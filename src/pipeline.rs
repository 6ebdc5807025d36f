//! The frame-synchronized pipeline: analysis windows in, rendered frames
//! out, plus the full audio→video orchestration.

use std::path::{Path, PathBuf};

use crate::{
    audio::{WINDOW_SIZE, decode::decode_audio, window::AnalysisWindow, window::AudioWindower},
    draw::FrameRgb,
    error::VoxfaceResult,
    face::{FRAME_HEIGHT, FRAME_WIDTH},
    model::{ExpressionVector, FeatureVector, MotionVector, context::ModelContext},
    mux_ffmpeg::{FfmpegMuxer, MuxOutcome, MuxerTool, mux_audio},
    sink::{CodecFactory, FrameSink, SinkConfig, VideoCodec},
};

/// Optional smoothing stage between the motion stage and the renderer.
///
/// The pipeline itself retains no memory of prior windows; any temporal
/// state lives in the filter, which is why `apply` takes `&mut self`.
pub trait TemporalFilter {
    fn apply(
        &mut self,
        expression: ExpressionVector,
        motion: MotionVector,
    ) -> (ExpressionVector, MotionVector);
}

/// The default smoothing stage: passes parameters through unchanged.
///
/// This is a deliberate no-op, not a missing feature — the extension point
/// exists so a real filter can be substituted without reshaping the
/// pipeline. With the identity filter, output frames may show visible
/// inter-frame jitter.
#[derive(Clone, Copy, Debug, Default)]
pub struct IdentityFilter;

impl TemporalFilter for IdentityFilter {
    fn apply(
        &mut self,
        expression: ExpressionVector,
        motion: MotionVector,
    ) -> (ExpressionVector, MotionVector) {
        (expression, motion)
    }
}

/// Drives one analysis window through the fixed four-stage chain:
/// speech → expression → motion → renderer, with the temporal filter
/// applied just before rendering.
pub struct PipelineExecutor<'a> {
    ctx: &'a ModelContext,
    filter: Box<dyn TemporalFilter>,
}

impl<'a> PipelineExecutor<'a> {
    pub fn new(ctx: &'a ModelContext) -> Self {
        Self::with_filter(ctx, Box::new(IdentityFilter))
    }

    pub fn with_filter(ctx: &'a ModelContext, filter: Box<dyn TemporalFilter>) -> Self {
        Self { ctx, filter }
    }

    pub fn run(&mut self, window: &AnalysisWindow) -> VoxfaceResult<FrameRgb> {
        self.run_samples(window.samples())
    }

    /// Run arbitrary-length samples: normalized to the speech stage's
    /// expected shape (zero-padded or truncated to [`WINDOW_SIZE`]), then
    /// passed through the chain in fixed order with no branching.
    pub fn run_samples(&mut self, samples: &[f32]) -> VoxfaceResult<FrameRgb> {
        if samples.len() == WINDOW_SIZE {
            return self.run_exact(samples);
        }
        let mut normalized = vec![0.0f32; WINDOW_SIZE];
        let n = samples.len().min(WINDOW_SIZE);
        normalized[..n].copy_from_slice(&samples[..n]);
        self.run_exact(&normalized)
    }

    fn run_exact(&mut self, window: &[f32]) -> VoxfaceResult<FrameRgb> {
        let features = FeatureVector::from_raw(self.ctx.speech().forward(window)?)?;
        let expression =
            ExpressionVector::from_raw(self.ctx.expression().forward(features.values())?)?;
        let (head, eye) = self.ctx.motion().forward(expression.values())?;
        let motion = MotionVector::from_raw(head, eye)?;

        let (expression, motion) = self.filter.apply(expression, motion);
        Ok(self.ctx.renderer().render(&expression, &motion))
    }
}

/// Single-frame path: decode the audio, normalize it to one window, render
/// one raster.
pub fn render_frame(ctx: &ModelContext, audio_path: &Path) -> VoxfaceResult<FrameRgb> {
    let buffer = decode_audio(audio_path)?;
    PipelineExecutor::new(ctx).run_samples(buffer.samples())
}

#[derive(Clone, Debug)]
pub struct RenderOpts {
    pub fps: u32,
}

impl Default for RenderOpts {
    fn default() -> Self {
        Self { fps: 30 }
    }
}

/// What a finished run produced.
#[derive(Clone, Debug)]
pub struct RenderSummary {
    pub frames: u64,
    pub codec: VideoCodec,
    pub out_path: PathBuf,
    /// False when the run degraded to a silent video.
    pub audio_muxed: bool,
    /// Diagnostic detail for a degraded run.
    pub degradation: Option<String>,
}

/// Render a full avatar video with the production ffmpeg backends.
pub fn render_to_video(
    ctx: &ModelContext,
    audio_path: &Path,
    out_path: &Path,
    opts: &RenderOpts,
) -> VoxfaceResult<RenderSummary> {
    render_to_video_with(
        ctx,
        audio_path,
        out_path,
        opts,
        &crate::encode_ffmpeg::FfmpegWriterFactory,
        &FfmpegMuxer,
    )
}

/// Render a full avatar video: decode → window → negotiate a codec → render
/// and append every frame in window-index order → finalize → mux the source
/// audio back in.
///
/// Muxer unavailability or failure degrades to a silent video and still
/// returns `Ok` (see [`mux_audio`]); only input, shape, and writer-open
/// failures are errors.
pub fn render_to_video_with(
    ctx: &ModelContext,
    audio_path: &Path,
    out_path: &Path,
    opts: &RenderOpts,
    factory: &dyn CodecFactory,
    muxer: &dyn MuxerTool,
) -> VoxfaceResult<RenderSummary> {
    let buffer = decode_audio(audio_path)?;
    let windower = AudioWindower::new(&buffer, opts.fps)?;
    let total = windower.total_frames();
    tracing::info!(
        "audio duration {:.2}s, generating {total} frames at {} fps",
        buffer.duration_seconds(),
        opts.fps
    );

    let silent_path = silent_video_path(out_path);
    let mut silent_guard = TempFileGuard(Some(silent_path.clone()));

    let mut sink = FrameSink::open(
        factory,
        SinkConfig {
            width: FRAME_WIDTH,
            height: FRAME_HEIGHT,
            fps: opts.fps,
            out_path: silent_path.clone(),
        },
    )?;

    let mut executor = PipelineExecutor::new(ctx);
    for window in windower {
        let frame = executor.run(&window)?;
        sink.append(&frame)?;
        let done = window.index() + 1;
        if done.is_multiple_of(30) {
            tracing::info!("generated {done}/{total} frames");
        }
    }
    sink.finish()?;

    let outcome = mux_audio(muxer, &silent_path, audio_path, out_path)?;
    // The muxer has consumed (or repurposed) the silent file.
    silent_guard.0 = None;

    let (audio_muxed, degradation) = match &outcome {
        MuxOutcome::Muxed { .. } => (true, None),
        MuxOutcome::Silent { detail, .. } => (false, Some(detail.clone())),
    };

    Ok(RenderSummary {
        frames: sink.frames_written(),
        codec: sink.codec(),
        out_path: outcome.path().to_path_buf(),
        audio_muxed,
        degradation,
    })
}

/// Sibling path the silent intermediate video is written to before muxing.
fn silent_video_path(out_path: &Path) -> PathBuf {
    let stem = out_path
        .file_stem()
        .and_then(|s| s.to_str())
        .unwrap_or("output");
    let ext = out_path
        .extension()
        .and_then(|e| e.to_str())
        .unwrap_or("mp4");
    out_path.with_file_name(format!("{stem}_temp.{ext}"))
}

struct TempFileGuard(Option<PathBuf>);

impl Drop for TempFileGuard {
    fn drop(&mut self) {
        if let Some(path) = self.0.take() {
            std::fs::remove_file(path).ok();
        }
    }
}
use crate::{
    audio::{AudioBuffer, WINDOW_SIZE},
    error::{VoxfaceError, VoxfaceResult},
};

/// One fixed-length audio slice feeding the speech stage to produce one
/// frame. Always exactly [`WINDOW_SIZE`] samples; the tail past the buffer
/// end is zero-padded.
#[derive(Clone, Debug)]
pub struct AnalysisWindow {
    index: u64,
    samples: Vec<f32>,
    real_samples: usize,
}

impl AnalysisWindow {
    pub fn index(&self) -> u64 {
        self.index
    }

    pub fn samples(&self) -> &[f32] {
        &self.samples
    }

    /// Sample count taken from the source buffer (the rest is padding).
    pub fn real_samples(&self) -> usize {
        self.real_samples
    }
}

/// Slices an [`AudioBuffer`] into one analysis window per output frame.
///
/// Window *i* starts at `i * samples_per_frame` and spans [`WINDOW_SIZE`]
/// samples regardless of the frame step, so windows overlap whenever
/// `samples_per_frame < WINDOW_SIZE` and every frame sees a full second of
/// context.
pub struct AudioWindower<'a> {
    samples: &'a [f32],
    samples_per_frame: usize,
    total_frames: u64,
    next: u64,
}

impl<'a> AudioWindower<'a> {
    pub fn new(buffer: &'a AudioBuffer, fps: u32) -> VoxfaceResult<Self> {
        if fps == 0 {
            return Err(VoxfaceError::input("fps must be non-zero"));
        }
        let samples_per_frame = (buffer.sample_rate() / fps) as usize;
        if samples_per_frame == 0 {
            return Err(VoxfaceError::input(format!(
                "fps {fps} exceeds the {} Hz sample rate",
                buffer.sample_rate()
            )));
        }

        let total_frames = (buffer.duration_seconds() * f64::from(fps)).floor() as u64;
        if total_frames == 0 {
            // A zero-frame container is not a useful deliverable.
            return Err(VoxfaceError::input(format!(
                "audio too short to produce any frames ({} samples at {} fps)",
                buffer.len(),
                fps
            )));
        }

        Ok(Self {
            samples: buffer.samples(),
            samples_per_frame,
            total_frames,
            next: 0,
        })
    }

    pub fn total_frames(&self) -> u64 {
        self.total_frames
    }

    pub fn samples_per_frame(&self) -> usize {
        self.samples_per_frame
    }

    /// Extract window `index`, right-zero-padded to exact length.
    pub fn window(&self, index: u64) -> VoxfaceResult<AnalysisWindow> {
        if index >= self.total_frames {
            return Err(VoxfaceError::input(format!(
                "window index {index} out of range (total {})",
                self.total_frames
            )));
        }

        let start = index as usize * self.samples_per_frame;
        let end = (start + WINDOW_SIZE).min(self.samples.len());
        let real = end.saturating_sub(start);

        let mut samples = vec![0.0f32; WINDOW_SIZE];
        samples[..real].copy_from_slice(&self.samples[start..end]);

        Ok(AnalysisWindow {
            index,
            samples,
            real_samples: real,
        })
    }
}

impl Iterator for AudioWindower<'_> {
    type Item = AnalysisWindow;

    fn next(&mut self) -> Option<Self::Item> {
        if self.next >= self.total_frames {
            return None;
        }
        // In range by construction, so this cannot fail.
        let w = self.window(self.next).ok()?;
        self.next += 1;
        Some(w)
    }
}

__What to produce__:
The lines from the top of the data above down to the line containing "the extension point" are to be copied exactly; no other line should appear.

__Solution for this exercise__:
filename src/pipeline.rs
repository 6ebdc5807025d36f
//! The frame-synchronized pipeline: analysis windows in, rendered frames
//! out, plus the full audio→video orchestration.

use std::path::{Path, PathBuf};

use crate::{
    audio::{WINDOW_SIZE, decode::decode_audio, window::AnalysisWindow, window::AudioWindower},
    draw::FrameRgb,
    error::VoxfaceResult,
    face::{FRAME_HEIGHT, FRAME_WIDTH},
    model::{ExpressionVector, FeatureVector, MotionVector, context::ModelContext},
    mux_ffmpeg::{FfmpegMuxer, MuxOutcome, MuxerTool, mux_audio},
    sink::{CodecFactory, FrameSink, SinkConfig, VideoCodec},
};

/// Optional smoothing stage between the motion stage and the renderer.
///
/// The pipeline itself retains no memory of prior windows; any temporal
/// state lives in the filter, which is why `apply` takes `&mut self`.
pub trait TemporalFilter {
    fn apply(
        &mut self,
        expression: ExpressionVector,
        motion: MotionVector,
    ) -> (ExpressionVector, MotionVector);
}

/// The default smoothing stage: passes parameters through unchanged.
///
/// This is a deliberate no-op, not a missing feature — the extension point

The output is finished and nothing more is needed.